My name is Christian Skillings and I am a graduate student at Southwest Minnesota State University (SMSU). Currently, I am making the final revisions to my thesis and will be graduating this May with my Master of Science in Education, emphasis in TESL. Being so, I was approached to summarize my research and findings, which took place over the last year in both the United States and Finland.

The foundation of my study came after reading The Global Achievement Gap by Tony Wagner. If you have not had the chance to read this book, I strongly encourage all educators or aspiring teachers to do so. The critical point presented by Mr. Wagner is the undeniable statistics on the United States’ troublesome education system; namely, the widespread inadequate preparation of secondary students. Currently, the United States is experiencing a global achievement gap, which as stated by Wagner (2008/2014), is, “The gap between what even our best suburban, urban, and rural public schools are teaching and testing versus what all students will need to succeed as learners, workers, and citizens in today’s global knowledge economy” (p. 8). As a result of the global achievement gap, it has been found that high school graduates are unprepared for the rigors of higher education and the workforce. In a survey of 63,366 entering community college students, conducted by the Center for Community College Student Engagement (CCSCE), the Center on Standards and Assessments Implementation (CSAI) (2016) found that 67% of high school graduates were required to take remedial courses upon entering community college.  Furthermore, Wagner (2010) found nearly 50% of employers, in a survey of more than 400, felt that individuals out of secondary school were “deficient” in preparation, in addition to the 65% of university professors that reported students as being unprepared for higher education. (Sorry for all the statistics and APA citations. This project has made me a bit of a nerd and APA prude).

So…… it is apparent learners are lacking the attributes needed to succeed, but what skills are exactly required? Wagner (2008/2014) termed the needed skills “Survival Skills, whereas others, such as Hilton (2015), coined these attributes “21st-century skills.” Regardless of the terminology, secondary school graduates must possess the ability to: think critically and problem solve, collaborate across networks and lead by influence, have agility and adaptability, demonstrate initiative and entrepreneurialism, effectively communicate, access and analyze information, inspire curiosity and imagination, and self-management. This is a long, but necessary set of attributes that are sought out in today’s knowledge economy.

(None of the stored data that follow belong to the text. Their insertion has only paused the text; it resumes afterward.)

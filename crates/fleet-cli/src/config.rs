//! Fleet CLI Configuration Management
//!
//! Configuration is read from a TOML file when `--config` is given and
//! falls back to defaults otherwise. Command line flags are merged on top.

use std::path::Path;

use anyhow::Context;
use serde::{Deserialize, Serialize};

use fleet_core::AgentConfig;

use crate::error::Result;

// ----------------------------------------------------------------------------
// CLI Application Configuration
// ----------------------------------------------------------------------------

/// Complete configuration for the fleet CLI
#[derive(Debug, Clone, Default, PartialEq, Eq, Serialize, Deserialize)]
#[serde(default)]
pub struct AppConfig {
    /// Engine configuration
    pub agent: AgentConfig,
    /// In-memory transport behavior during replay
    pub replay: ReplayConfig,
}

/// Behavior of the simulated transport
#[derive(Debug, Clone, Default, PartialEq, Eq, Serialize, Deserialize)]
#[serde(default)]
pub struct ReplayConfig {
    /// Channels the transport refuses to subscribe to
    pub fail_channels: Vec<String>,
    /// Delay before each subscribe, in milliseconds
    pub subscribe_delay_ms: u64,
}

impl AppConfig {
    /// Load configuration from a TOML file
    pub fn load_from_file(path: impl AsRef<Path>) -> Result<Self> {
        let path = path.as_ref();
        let raw = std::fs::read_to_string(path)
            .with_context(|| format!("failed to read config file {}", path.display()))?;
        Self::from_toml(&raw)
    }

    pub fn from_toml(raw: &str) -> Result<Self> {
        let config: AppConfig = toml::from_str(raw)?;
        config.agent.validate().map_err(fleet_core::FleetError::from)?;
        Ok(config)
    }
}
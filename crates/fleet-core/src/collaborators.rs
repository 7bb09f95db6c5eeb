//! Contracts of the external collaborators the engine drives
//!
//! The publish/subscribe client, the policy engine and the heartbeat
//! publisher live outside this workspace. The engine only sees them through
//! these traits.

use async_trait::async_trait;

use crate::errors::TransportError;
use crate::heartbeat::AgentState;
use crate::rpc::{AgentPolicyPayload, ChannelRef};
use crate::types::{ChannelId, Timestamp};

// ----------------------------------------------------------------------------
// Channel Transport
// ----------------------------------------------------------------------------

/// Per-channel subscribe/unsubscribe on the publish/subscribe transport
#[async_trait]
pub trait ChannelTransport: Send + Sync {
    /// Join a channel; returns the identifier the subscription is tracked by
    async fn subscribe(&self, channel: &ChannelRef) -> Result<ChannelId, TransportError>;

    /// Leave a channel
    async fn unsubscribe(&self, channel_id: &ChannelId) -> Result<(), TransportError>;
}

// ----------------------------------------------------------------------------
// Policy Engine
// ----------------------------------------------------------------------------

/// Entry point of the policy-application engine
///
/// Errors are the engine's own concern and never surface here.
#[async_trait]
pub trait PolicyEngine: Send + Sync {
    async fn manage_policy(&self, payload: AgentPolicyPayload);
}

// ----------------------------------------------------------------------------
// Heartbeat Sink
// ----------------------------------------------------------------------------

/// Publisher of liveness records to the control plane
#[async_trait]
pub trait HeartbeatSink: Send + Sync {
    async fn send_heartbeat(&self, timestamp: Timestamp, state: AgentState);
}
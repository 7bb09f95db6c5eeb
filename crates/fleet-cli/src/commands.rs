//! Command handlers for the fleet CLI

use std::path::Path;

use serde_json::{json, Value};
use tracing::{info, warn};

use fleet_agent::{Dispatch, RpcDispatcher};
use fleet_core::{decode_envelope, TopicScope};

use crate::cli::{Cli, Commands};
use crate::config::AppConfig;
use crate::error::Result;
use crate::replay::Replayer;

/// Command dispatcher for handling CLI commands
pub struct CommandDispatcher;

impl CommandDispatcher {
    /// Execute a CLI command
    pub async fn execute(cli: Cli, config: AppConfig) -> Result<()> {
        match cli.command {
            Commands::Replay {
                file,
                concurrent,
                fail_channels,
            } => Self::handle_replay_command(config, &file, concurrent, fail_channels).await,
            Commands::Validate { file, group } => Self::handle_validate_command(&file, group),
        }
    }

    /// Handle the replay command
    async fn handle_replay_command(
        mut config: AppConfig,
        file: &Path,
        concurrent: bool,
        fail_channels: Vec<String>,
    ) -> Result<()> {
        config.replay.fail_channels.extend(fail_channels);
        let input = std::fs::read_to_string(file)?;

        info!(
            file = %file.display(),
            concurrent,
            agent_id = %config.agent.agent_id,
            "replaying RPC traffic"
        );
        let replayer = Replayer::new(config)?;
        let report = replayer.run(&input, concurrent).await?;

        println!("{}", serde_json::to_string_pretty(&report)?);
        Ok(())
    }

    /// Handle the validate command
    fn handle_validate_command(file: &Path, group: bool) -> Result<()> {
        let scope = if group {
            TopicScope::Group
        } else {
            TopicScope::Agent
        };
        let raw = std::fs::read(file)?;

        let report = Self::validate_envelope(&raw, scope)?;
        println!("{}", serde_json::to_string_pretty(&report)?);
        Ok(())
    }

    /// Decode, validate and route one envelope without executing it
    pub fn validate_envelope(raw: &[u8], scope: TopicScope) -> Result<Value> {
        let envelope = decode_envelope(raw)?;
        envelope.validate()?;
        let report = match RpcDispatcher::route(scope, &envelope)? {
            Dispatch::Call(call) => json!({
                "status": "supported",
                "scope": scope.to_string(),
                "call": call,
            }),
            Dispatch::Unsupported { func, payload } => {
                warn!(%scope, func = %func, "function is not handled on this scope");
                json!({
                    "status": "unsupported",
                    "scope": scope.to_string(),
                    "func": func,
                    "payload": payload,
                })
            }
        };
        Ok(report)
    }
}

// ----------------------------------------------------------------------------
// Tests
// ----------------------------------------------------------------------------
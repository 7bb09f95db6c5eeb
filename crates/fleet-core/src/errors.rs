//! Error types for the fleet control channel
//!
//! Every error here is local to a single message or a single collaborator
//! call. None of them is allowed to stop the agent: callers log and drop.

use crate::rpc::RpcFunc;

// ----------------------------------------------------------------------------
// Specific Error Types
// ----------------------------------------------------------------------------

/// Failures while turning raw bytes into a typed RPC call
#[derive(Debug, thiserror::Error)]
pub enum RpcError {
    #[error("RPC decode error: {0}")]
    Decode(#[from] serde_json::Error),

    #[error("RPC schema version mismatch: expected {expected}, got {actual}")]
    SchemaVersionMismatch { expected: i64, actual: i64 },

    #[error("Malformed RPC schema: {reason}")]
    MalformedSchema { reason: String },

    #[error("Malformed {func} payload: {source}")]
    MalformedPayload {
        func: RpcFunc,
        #[source]
        source: serde_json::Error,
    },
}

impl RpcError {
    /// Whether the error belongs to the malformed-schema class.
    ///
    /// A typed payload that fails to decode is a malformed schema for that
    /// specific function.
    pub fn is_malformed(&self) -> bool {
        matches!(
            self,
            RpcError::MalformedSchema { .. } | RpcError::MalformedPayload { .. }
        )
    }
}

/// Failures reported by the publish/subscribe transport
#[derive(Debug, Clone, PartialEq, Eq, thiserror::Error)]
pub enum TransportError {
    #[error("Subscribe to channel {channel_id} failed: {reason}")]
    SubscribeFailed { channel_id: String, reason: String },
    #[error("Unsubscribe from channel {channel_id} failed: {reason}")]
    UnsubscribeFailed { channel_id: String, reason: String },
}

/// Invalid agent configuration
#[derive(Debug, Clone, PartialEq, Eq, thiserror::Error)]
pub enum ConfigError {
    #[error("Agent id must not be empty")]
    EmptyAgentId,
    #[error("Topic {name} must not be empty")]
    EmptyTopic { name: &'static str },
}

// ----------------------------------------------------------------------------
// Main Error Type
// ----------------------------------------------------------------------------

/// Core error type for the fleet agent
#[derive(Debug, thiserror::Error)]
pub enum FleetError {
    #[error("RPC error: {0}")]
    Rpc(#[from] RpcError),

    #[error("Transport error: {0}")]
    Transport(#[from] TransportError),

    #[error("Configuration error: {0}")]
    Config(#[from] ConfigError),
}

pub type FleetResult<T> = core::result::Result<T, FleetError>;

// ----------------------------------------------------------------------------
// Tests
// ----------------------------------------------------------------------------

#[cfg(test)]
mod tests {
    use super::*;

    #[test]
    fn test_malformed_classification() {
        let err = RpcError::MalformedSchema {
            reason: "func is empty".to_string(),
        };
        assert!(err.is_malformed());

        let err = RpcError::SchemaVersionMismatch {
            expected: 1,
            actual: 2,
        };
        assert!(!err.is_malformed());
        assert_eq!(
            err.to_string(),
            "RPC schema version mismatch: expected 1, got 2"
        );
    }

    #[test]
    fn test_fleet_error_conversion() {
        let err: FleetError = TransportError::SubscribeFailed {
            channel_id: "c1".to_string(),
            reason: "refused".to_string(),
        }
        .into();
        assert_eq!(
            err.to_string(),
            "Transport error: Subscribe to channel c1 failed: refused"
        );

        let err: FleetError = ConfigError::EmptyAgentId.into();
        assert_eq!(err.to_string(), "Configuration error: Agent id must not be empty");
    }
}
//! Stateful managers for the fleet agent
//!
//! This module contains the components that own agent state or drive
//! external collaborators on behalf of an RPC.

pub mod policy;
pub mod subscriptions;

pub use policy::PolicyBridge;
pub use subscriptions::{MembershipReport, SubscriptionReconciler};
//! Fleet Core Protocol Implementation
//!
//! This crate provides the wire types, error taxonomy, configuration and
//! collaborator contracts for the control-plane RPC channel of a fleet edge
//! agent. The stateful engine that acts on these types lives in `fleet-agent`.

// ----------------------------------------------------------------------------
// Module Declarations
// ----------------------------------------------------------------------------

pub mod collaborators;
pub mod config;
pub mod errors;
pub mod heartbeat;
pub mod rpc;
pub mod types;

// ----------------------------------------------------------------------------
// Public API
// ----------------------------------------------------------------------------

pub use collaborators::{ChannelTransport, HeartbeatSink, PolicyEngine};
pub use config::{AgentConfig, SubscriptionConfig, TopicConfig};
pub use errors::{ConfigError, FleetError, FleetResult, RpcError, TransportError};
pub use heartbeat::{AgentState, Heartbeat};
pub use rpc::{
    decode_envelope, AgentPolicyPayload, ChannelRef, DatasetRemovedPayload, Envelope,
    GroupMembershipPayload, GroupRemovedPayload, PolicyAction, RpcCall, RpcFunc, TopicScope,
    CURRENT_RPC_SCHEMA_VERSION,
};
pub use types::{ChannelId, SystemTimeSource, TimeSource, Timestamp};
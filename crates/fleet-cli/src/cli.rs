//! Command-line interface definitions and parsing

use std::path::PathBuf;

use clap::{Parser, Subcommand};

#[derive(Parser)]
#[command(author, version, about, long_about = None)]
pub struct Cli {
    #[command(subcommand)]
    pub command: Commands,

    /// Enable verbose logging
    #[arg(short, long)]
    pub verbose: bool,

    /// Configuration file path (TOML)
    #[arg(short, long)]
    pub config: Option<String>,
}

#[derive(Subcommand)]
pub enum Commands {
    /// Replay NDJSON RPC traffic through the engine and print a report
    Replay {
        /// File with one `{"topic": ..., "message": ...}` object per line
        file: PathBuf,
        /// Deliver every line at once instead of one after another
        #[arg(long)]
        concurrent: bool,
        /// Make the transport refuse this channel (repeatable)
        #[arg(long = "fail-channel")]
        fail_channels: Vec<String>,
    },
    /// Decode and validate a single envelope file
    Validate {
        /// File holding one RPC envelope
        file: PathBuf,
        /// Route as if delivered on a group topic
        #[arg(long)]
        group: bool,
    },
}
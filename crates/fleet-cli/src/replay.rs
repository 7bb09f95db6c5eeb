//! NDJSON replay of control-plane RPC traffic
//!
//! Each input line is `{"topic": "...", "message": <envelope>}`. A string
//! `message` is delivered as raw bytes, which makes undecodable payloads
//! reproducible. Lines are routed to the entry point of their topic.

use std::sync::Arc;
use std::time::Duration;

use serde::{Deserialize, Serialize};
use serde_json::Value;
use tokio::task::JoinSet;
use tracing::warn;

use fleet_agent::{
    AgentBuilder, CoreRpcHandler, HandlerStats, InMemoryTransport, RecordingHeartbeatSink,
    RecordingPolicyEngine,
};
use fleet_core::{ChannelId, Heartbeat, TopicConfig, TopicScope};

use crate::config::AppConfig;
use crate::error::Result;

// ----------------------------------------------------------------------------
// Replay Types
// ----------------------------------------------------------------------------

#[derive(Debug, Clone, Deserialize)]
struct ReplayLine {
    topic: String,
    message: Value,
}

impl ReplayLine {
    fn payload_bytes(&self) -> Result<Vec<u8>> {
        match &self.message {
            Value::String(raw) => Ok(raw.as_bytes().to_vec()),
            other => Ok(serde_json::to_vec(other)?),
        }
    }
}

/// Outcome of one input line
#[derive(Debug, Clone, PartialEq, Eq, Serialize)]
pub struct LineOutcome {
    pub line: usize,
    pub topic: String,
    pub outcome: String,
}

/// Summary printed after a replay
#[derive(Debug, Clone, Serialize)]
pub struct ReplayReport {
    pub outcomes: Vec<LineOutcome>,
    pub subscriptions: Vec<ChannelId>,
    pub transport_topics: Vec<String>,
    pub policies: Vec<String>,
    pub heartbeats: Vec<Heartbeat>,
    pub stats: HandlerStats,
}

// ----------------------------------------------------------------------------
// Replayer
// ----------------------------------------------------------------------------

/// Engine wired to in-memory collaborators
pub struct Replayer {
    config: AppConfig,
    handler: Arc<CoreRpcHandler>,
    transport: Arc<InMemoryTransport>,
    engine: Arc<RecordingPolicyEngine>,
    heartbeats: Arc<RecordingHeartbeatSink>,
}

impl Replayer {
    pub fn new(config: AppConfig) -> Result<Self> {
        let mut transport = InMemoryTransport::new().with_topics(config.agent.topics.clone());
        for channel in &config.replay.fail_channels {
            transport = transport.with_failing_channel(channel.as_str());
        }
        if config.replay.subscribe_delay_ms > 0 {
            transport = transport
                .with_subscribe_delay(Duration::from_millis(config.replay.subscribe_delay_ms));
        }

        let transport = Arc::new(transport);
        let engine = Arc::new(RecordingPolicyEngine::new());
        let heartbeats = Arc::new(RecordingHeartbeatSink::new());
        let handler = AgentBuilder::new(transport.clone(), engine.clone(), heartbeats.clone())
            .with_config(config.agent.clone())
            .build()?;

        Ok(Self {
            config,
            handler: Arc::new(handler),
            transport,
            engine,
            heartbeats,
        })
    }

    /// Replay every line of `input`, sequentially or all at once
    pub async fn run(&self, input: &str, concurrent: bool) -> Result<ReplayReport> {
        let lines: Vec<(usize, &str)> = input
            .lines()
            .enumerate()
            .map(|(index, line)| (index + 1, line.trim()))
            .filter(|(_, line)| !line.is_empty())
            .collect();

        let mut outcomes = Vec::with_capacity(lines.len());
        if concurrent {
            let mut tasks = JoinSet::new();
            for (number, line) in lines {
                let handler = self.handler.clone();
                let topics = self.config.agent.topics.clone();
                let line = line.to_string();
                tasks.spawn(async move { deliver(&handler, &topics, number, &line).await });
            }
            while let Some(joined) = tasks.join_next().await {
                outcomes.push(joined??);
            }
            outcomes.sort_by_key(|outcome: &LineOutcome| outcome.line);
        } else {
            for (number, line) in lines {
                let outcome = deliver(&self.handler, &self.config.agent.topics, number, line).await?;
                outcomes.push(outcome);
            }
        }

        Ok(ReplayReport {
            outcomes,
            subscriptions: self.handler.subscriptions().await,
            transport_topics: self.transport.active_topics().await,
            policies: self.engine.managed_ids().await,
            heartbeats: self.heartbeats.heartbeats().await,
            stats: self.handler.stats(),
        })
    }
}

async fn deliver(
    handler: &CoreRpcHandler,
    topics: &TopicConfig,
    number: usize,
    line: &str,
) -> Result<LineOutcome> {
    let parsed: ReplayLine = match serde_json::from_str(line) {
        Ok(parsed) => parsed,
        Err(e) => {
            warn!(line = number, error = %e, "skipping unparseable replay line");
            return Ok(LineOutcome {
                line: number,
                topic: String::new(),
                outcome: format!("invalid_line:{}", e),
            });
        }
    };

    let payload = parsed.payload_bytes()?;
    let outcome = match topics.scope_for(&parsed.topic) {
        Some(TopicScope::Agent) => handler.handle_agent_rpc(&parsed.topic, &payload).await,
        Some(TopicScope::Group) => handler.handle_group_rpc(&parsed.topic, &payload).await,
        None => {
            warn!(line = number, topic = %parsed.topic, "no RPC entry point for topic");
            return Ok(LineOutcome {
                line: number,
                topic: parsed.topic,
                outcome: "unrouted".to_string(),
            });
        }
    };

    Ok(LineOutcome {
        line: number,
        topic: parsed.topic,
        outcome: outcome.label(),
    })
}

// ----------------------------------------------------------------------------
// Tests
// ----------------------------------------------------------------------------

Reflecting back on my own personal education experience, it became obviously that I was, and perhaps still am, a part of this achievement gap. Moreover, current reform measures in the United States and pedagogy in the classroom do not appear to be narrowing this global achievement gap. Thus, I looked internationally to find a nation that was succeeding in the world of education, in addition to equipping their students with the noted 21st-century skills, subsequently producing more college and career ready individuals. Finland, a small Nordic nation, against all odds, was a potential answer to my search. Perhaps I also just wanted to appease my insatiable appetite for travel! Nonetheless, I ventured across the Atlantic to study the Finnish education system.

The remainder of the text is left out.